Figure 4

Interleukin-17/interferon-gamma (IL-17/IFNγ) ratio increases with disease severity and dependence on Fas ligand. (a) Single-cell suspensions of splenocytes from individual mice were cultured in the presence of 10 μg/mL of cII_259-273 peptide. Culture supernatants were collected on days 2 and 5 and tested for IFNγ and IL-17, respectively, by enzyme-linked immunosorbent assay (ELISA) as described in Materials and methods. The ratio of antigen-stimulated IL-17 to IFNγ was determined for each mouse and plotted against the disease score for that mouse.

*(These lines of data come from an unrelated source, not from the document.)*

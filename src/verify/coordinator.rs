//! Parallel verification of generated entries.
//!
//! Checks run on a dedicated pool of exactly `workers` threads. Results are
//! collected through an indexed parallel iterator, so every check writes only
//! its own pre-allocated slot and the verdict list comes back in input order
//! no matter which checks finish first.

use playgen_common::Entry;
use rayon::prelude::*;
use serde::Serialize;
use std::sync::atomic::{AtomicUsize, Ordering};

use super::checker::Checker;

/// Called from worker threads as each verdict completes, in completion order.
pub type VerdictObserver<'a> = &'a (dyn Fn(&Verdict, usize) + Sync);

/// Reachability outcome for one entry.
#[derive(Debug, Clone, PartialEq, Eq, Serialize)]
pub struct Verdict {
    /// Position of the entry in the verified list.
    pub position: usize,
    /// Range index of the entry.
    pub index: u64,
    pub url: String,
    pub reachable: bool,
}

/// Ordered verdicts for a full verification round.
#[derive(Debug, Clone, Default)]
pub struct Verification {
    verdicts: Vec<Verdict>,
    valid: usize,
}

impl Verification {
    fn from_verdicts(verdicts: Vec<Verdict>) -> Self {
        let valid = verdicts.iter().filter(|v| v.reachable).count();
        Self { verdicts, valid }
    }

    /// Verdicts in input order.
    pub fn verdicts(&self) -> &[Verdict] {
        &self.verdicts
    }

    pub fn valid(&self) -> usize {
        self.valid
    }

    pub fn invalid(&self) -> usize {
        self.verdicts.len() - self.valid
    }

    pub fn is_empty(&self) -> bool {
        self.verdicts.is_empty()
    }

    /// Keep only the entries whose verdict was reachable, preserving order.
    ///
    /// `entries` must be the list that was verified.
    pub fn retain_reachable(&self, entries: Vec<Entry>) -> Vec<Entry> {
        debug_assert_eq!(entries.len(), self.verdicts.len());

        entries
            .into_iter()
            .zip(&self.verdicts)
            .filter_map(|(entry, verdict)| verdict.reachable.then_some(entry))
            .collect()
    }
}

/// Check every entry exactly once using up to `workers` threads.
pub fn verify_all(entries: &[Entry], checker: &dyn Checker, workers: usize) -> Verification {
    verify_all_with(entries, checker, workers, None)
}

/// Like [`verify_all`], reporting each verdict to `observer` as it lands
/// together with the number of checks finished so far.
pub fn verify_all_with(
    entries: &[Entry],
    checker: &dyn Checker,
    workers: usize,
    observer: Option<VerdictObserver<'_>>,
) -> Verification {
    let workers = workers.max(1);
    let finished = AtomicUsize::new(0);

    tracing::info!(
        "Verifying {} URLs with {} workers",
        entries.len(),
        workers
    );

    let check_one = |(position, entry): (usize, &Entry)| {
        let verdict = Verdict {
            position,
            index: entry.index,
            url: entry.url.clone(),
            reachable: checker.check(&entry.url),
        };

        let done = finished.fetch_add(1, Ordering::Relaxed) + 1;
        if let Some(observer) = observer {
            observer(&verdict, done);
        }
        verdict
    };

    let pool = rayon::ThreadPoolBuilder::new()
        .num_threads(workers)
        .thread_name(|i| format!("playgen-verify-{}", i))
        .build();

    let verdicts: Vec<Verdict> = match pool {
        Ok(pool) => pool.install(|| {
            entries
                .par_iter()
                .with_max_len(1)
                .enumerate()
                .map(check_one)
                .collect()
        }),
        Err(e) => {
            tracing::warn!("Failed to start verification workers, checking sequentially: {}", e);
            entries.iter().enumerate().map(check_one).collect()
        }
    };

    let verification = Verification::from_verdicts(verdicts);
    tracing::info!(
        "Verification complete: {} valid, {} invalid",
        verification.valid(),
        verification.invalid()
    );
    verification
}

Linear regression was performed using GraphPad Prism software and showed a significant correlation between a higher IL-17/IFNγ ratio as disease severity increased (R-squared = 0.2539, F = 5.444, P = 0.033). (b-c) Splenic CD19⁺ B cells were magnetic bead-purified from naïve DBA/1 mice and cultured overnight in the presence or absence of plate-bound anti-mouse CD40 antibody. After 24 hours of culture, cII peptide was added to indicated samples, followed by the addition of splenocytes from naïve cII T-cell receptor transgenic mice that had been depleted of CD19⁺ cells by magnetic bead separation. Supernatants were collected 5 days after the addition of B-depleted cells, and IL-17 (b) and IFNγ (c) levels were determined by ELISA. Data shown are mean ± standard deviation of triplicate samples. Ag, antigen; cII, type II collagen; FasL, Fas ligand.